[Opening PROVIDED RECORDS section]

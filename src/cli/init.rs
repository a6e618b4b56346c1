//! tt init command implementation
//!
//! Creates the `.tt/` directory, seeds an empty task document, and writes
//! a default `.tt.toml`.

use std::path::PathBuf;

use crate::config::Config;
use crate::error::Result;
use crate::output::{emit_success, HumanOutput, OutputOptions};
use crate::store::{self, Store};

#[derive(serde::Serialize)]
struct InitReport {
    project: PathBuf,
    created: InitCreated,
    updated: InitUpdated,
}

#[derive(serde::Serialize)]
struct InitCreated {
    config: bool,
    tt_dir: bool,
    document: bool,
}

#[derive(serde::Serialize)]
struct InitUpdated {
    gitignore: bool,
}

pub fn run(dir: Option<PathBuf>, name: Option<String>, json: bool, quiet: bool) -> Result<()> {
    let project_root = match dir {
        Some(path) => path,
        None => std::env::current_dir()?,
    };

    let project_name = name.unwrap_or_else(|| {
        project_root
            .file_name()
            .map(|name| name.to_string_lossy().to_string())
            .unwrap_or_else(|| "untitled".to_string())
    });

    let store = Store::open(project_root.clone());
    let created_tt_dir = !store.is_initialized();
    let created_document = store.init(&project_name)?;
    let created_config = ensure_config(&store, &project_name)?;
    let updated_gitignore = store::ensure_gitignore(&project_root)?;

    let report = InitReport {
        project: project_root.clone(),
        created: InitCreated {
            config: created_config,
            tt_dir: created_tt_dir,
            document: created_document,
        },
        updated: InitUpdated {
            gitignore: updated_gitignore,
        },
    };

    let mut created_items = Vec::new();
    if created_config {
        created_items.push(".tt.toml");
    }
    if created_tt_dir {
        created_items.push(".tt/");
    }
    if created_document {
        created_items.push(".tt/tasks.json");
    }

    let header = if created_items.is_empty() && !updated_gitignore {
        "tt init: nothing to do".to_string()
    } else {
        "tt init: initialized project".to_string()
    };

    let mut human = HumanOutput::new(header);
    human.push_summary("project", project_root.display().to_string());
    human.push_summary(
        "created",
        if created_items.is_empty() {
            "none".to_string()
        } else {
            created_items.join(", ")
        },
    );
    if updated_gitignore {
        human.push_summary("updated", ".gitignore".to_string());
    }
    human.push_next_step("tt add --parent <id> --title <title>");
    human.push_next_step("tt list");

    emit_success(
        OutputOptions { json, quiet },
        "init",
        &report,
        Some(&human),
    )?;

    Ok(())
}

fn ensure_config(store: &Store, project_name: &str) -> Result<bool> {
    let config_path = store.config_file();
    if config_path.exists() {
        return Ok(false);
    }

    let config = Config {
        project_name: project_name.to_string(),
        ..Config::default()
    };
    config.save(&config_path)?;
    Ok(true)
}
//! tt validate command implementation.

use std::path::PathBuf;

use crate::cli::open_store;
use crate::deps::{validate, validate_document, InvalidDependency};
use crate::error::{Error, Result};
use crate::output::{emit_success, HumanOutput, OutputOptions};

pub struct ValidateOptions {
    pub root: Option<u64>,
    pub dir: Option<PathBuf>,
    pub json: bool,
    pub quiet: bool,
}

#[derive(serde::Serialize)]
#[serde(rename_all = "camelCase")]
struct ValidateReport {
    scope: String,
    findings: Vec<InvalidDependency>,
}

pub fn run(options: ValidateOptions) -> Result<()> {
    let store = open_store(options.dir)?;
    let doc = store.load()?;

    let (scope, findings) = match options.root {
        Some(root_id) => {
            let root = doc
                .find_task(root_id)
                .ok_or_else(|| Error::InvalidArgument(format!("task not found: {root_id}")))?;
            (format!("task {root_id}"), validate(root))
        }
        None => ("document".to_string(), validate_document(&doc)),
    };

    let header = if findings.is_empty() {
        format!("tt validate: {scope} has no unresolved dependencies")
    } else {
        format!(
            "tt validate: {} unresolved dependency reference(s) in {scope}",
            findings.len()
        )
    };

    let mut human = HumanOutput::new(header);
    for finding in &findings {
        human.push_warning(format!(
            "{} references {} which does not resolve",
            finding.node_id, finding.invalid_ref
        ));
    }

    emit_success(
        OutputOptions {
            json: options.json,
            quiet: options.quiet,
        },
        "validate",
        &ValidateReport { scope, findings },
        Some(&human),
    )
}
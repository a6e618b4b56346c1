//! tt - Task Tree CLI
//!
//! A standalone CLI for hierarchical task management: path-addressed
//! subtasks of unlimited depth, dependency validation, and safe migration
//! of pre-nesting documents.

use clap::Parser;
use tracing_subscriber::{fmt, prelude::*, EnvFilter};
use tt::cli::Cli;
use tt::output::{emit_error, infer_command_name_from_args};

fn main() {
    // Tracing is opt-in via RUST_LOG.
    // Keep startup robust in CI/robot envs: ignore invalid/huge filters.
    let filter = std::env::var("RUST_LOG")
        .ok()
        .and_then(|raw| {
            let raw = raw.trim();
            if raw.is_empty() || raw.len() > 4096 {
                return None;
            }
            EnvFilter::try_new(raw).ok()
        })
        .unwrap_or_else(|| EnvFilter::new("off"));

    tracing_subscriber::registry()
        .with(fmt::layer())
        .with(filter)
        .init();

    let command = infer_command_name_from_args();
    let cli = Cli::parse();
    let json = cli.json;
    if let Err(err) = cli.run() {
        let _ = emit_error(&command, &err, json);
        std::process::exit(err.exit_code());
    }
}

[Closing PROVIDED RECORDS section]

## YOUR TASK
Retype the data exactly.

## WRITTEN ANSWER
filename src/cli/init.rs
repository a6e618b4b56346c1
//! tt init command implementation
//!
//! Creates the `.tt/` directory, seeds an empty task document, and writes
//! a default `.tt.toml`.

use std::path::PathBuf;

use crate::config::Config;
use crate::error::Result;
use crate::output::{emit_success, HumanOutput, OutputOptions};
use crate::store::{self, Store};

#[derive(serde::Serialize)]
struct InitReport {
    project: PathBuf,
    created: InitCreated,
    updated: InitUpdated,
}

#[derive(serde::Serialize)]
struct InitCreated {
    config: bool,
    tt_dir: bool,
    document: bool,
}

#[derive(serde::Serialize)]
struct InitUpdated {
    gitignore: bool,
}

pub fn run(dir: Option<PathBuf>, name: Option<String>, json: bool, quiet: bool) -> Result<()> {
    let project_root = match dir {
        Some(path) => path,
        None => std::env::current_dir()?,
    };

    let project_name = name.unwrap_or_else(|| {
        project_root
            .file_name()
            .map(|name| name.to_string_lossy().to_string())
            .unwrap_or_else(|| "untitled".to_string())
    });

    let store = Store::open(project_root.clone());
    let created_tt_dir = !store.is_initialized();
    let created_document = store.init(&project_name)?;
    let created_config = ensure_config(&store, &project_name)?;
    let updated_gitignore = store::ensure_gitignore(&project_root)?;

    let report = InitReport {
        project: project_root.clone(),
        created: InitCreated {
            config: created_config,
            tt_dir: created_tt_dir,
            document: created_document,
        },
        updated: InitUpdated {
            gitignore: updated_gitignore,
        },
    };

    let mut created_items = Vec::new();
    if created_config {
        created_items.push(".tt.toml");
    }
    if created_tt_dir {
        created_items.push(".tt/");
    }
    if created_document {
        created_items.push(".tt/tasks.json");
    }

    let header = if created_items.is_empty() && !updated_gitignore {
        "tt init: nothing to do".to_string()
    } else {
        "tt init: initialized project".to_string()
    };

    let mut human = HumanOutput::new(header);
    human.push_summary("project", project_root.display().to_string());
    human.push_summary(
        "created",
        if created_items.is_empty() {
            "none".to_string()
        } else {
            created_items.join(", ")
        },
    );
    if updated_gitignore {
        human.push_summary("updated", ".gitignore".to_string());
    }
    human.push_next_step("tt add --parent <id> --title <title>");
    human.push_next_step("tt list");

    emit_success(
        OutputOptions { json, quiet },
        "init",
        &report,
        Some(&human),
    )?;

    Ok(())
}

fn ensure_config(store: &Store, project_name: &str) -> Result<bool> {
    let config_path = store.config_file();
    if config_path.exists() {
        return Ok(false);
    }

    let config = Config {
        project_name: project_name.to_string(),
        ..Config::default()
    };
    config.save(&config_path)?;
    Ok(true)
}
//! tt validate command implementation.

use std::path::PathBuf;

use crate::cli::open_store;
use crate::deps::{validate, validate_document, InvalidDependency};
use crate::error::{Error, Result};
use crate::output::{emit_success, HumanOutput, OutputOptions};

pub struct ValidateOptions {
    pub root: Option<u64>,
    pub dir: Option<PathBuf>,
    pub json: bool,
    pub quiet: bool,
}

#[derive(serde::Serialize)]
#[serde(rename_all = "camelCase")]
struct ValidateReport {
    scope: String,
    findings: Vec<InvalidDependency>,
}

pub fn run(options: ValidateOptions) -> Result<()> {
    let store = open_store(options.dir)?;
    let doc = store.load()?;

    let (scope, findings) = match options.root {
        Some(root_id) => {
            let root = doc
                .find_task(root_id)
                .ok_or_else(|| Error::InvalidArgument(format!("task not found: {root_id}")))?;
            (format!("task {root_id}"), validate(root))
        }
        None => ("document".to_string(), validate_document(&doc)),
    };

    let header = if findings.is_empty() {
        format!("tt validate: {scope} has no unresolved dependencies")
    } else {
        format!(
            "tt validate: {} unresolved dependency reference(s) in {scope}",
            findings.len()
        )
    };

    let mut human = HumanOutput::new(header);
    for finding in &findings {
        human.push_warning(format!(
            "{} references {} which does not resolve",
            finding.node_id, finding.invalid_ref
        ));
    }

    emit_success(
        OutputOptions {
            json: options.json,
            quiet: options.quiet,
        },
        "validate",
        &ValidateReport { scope, findings },
        Some(&human),
    )
}
repository a6e618b4b56346c1
//! tt - Task Tree CLI
//!
//! A standalone CLI for hierarchical task management: path-addressed
//! subtasks of unlimited depth, dependency validation, and safe migration
//! of pre-nesting documents.

use clap::Parser;
use tracing_subscriber::{fmt, prelude::*, EnvFilter};
use tt::cli::Cli;
use tt::output::{emit_error, infer_command_name_from_args};

fn main() {
    // Tracing is opt-in via RUST_LOG.
    // Keep startup robust in CI/robot envs: ignore invalid/huge filters.
    let filter = std::env::var("RUST_LOG")
        .ok()
        .and_then(|raw| {
            let raw = raw.trim();
            if raw.is_empty() || raw.len() > 4096 {
                return None;
            }
            EnvFilter::try_new(raw).ok()
        })
        .unwrap_or_else(|| EnvFilter::new("off"));

    tracing_subscriber::registry()
        .with(fmt::layer())
        .with(filter)
        .init();

    let command = infer_command_name_from_args();
    let cli = Cli::parse();
    let json = cli.json;
    if let Err(err) = cli.run() {
        let _ = emit_error(&command, &err, json);
        std::process::exit(err.exit_code());
    }
}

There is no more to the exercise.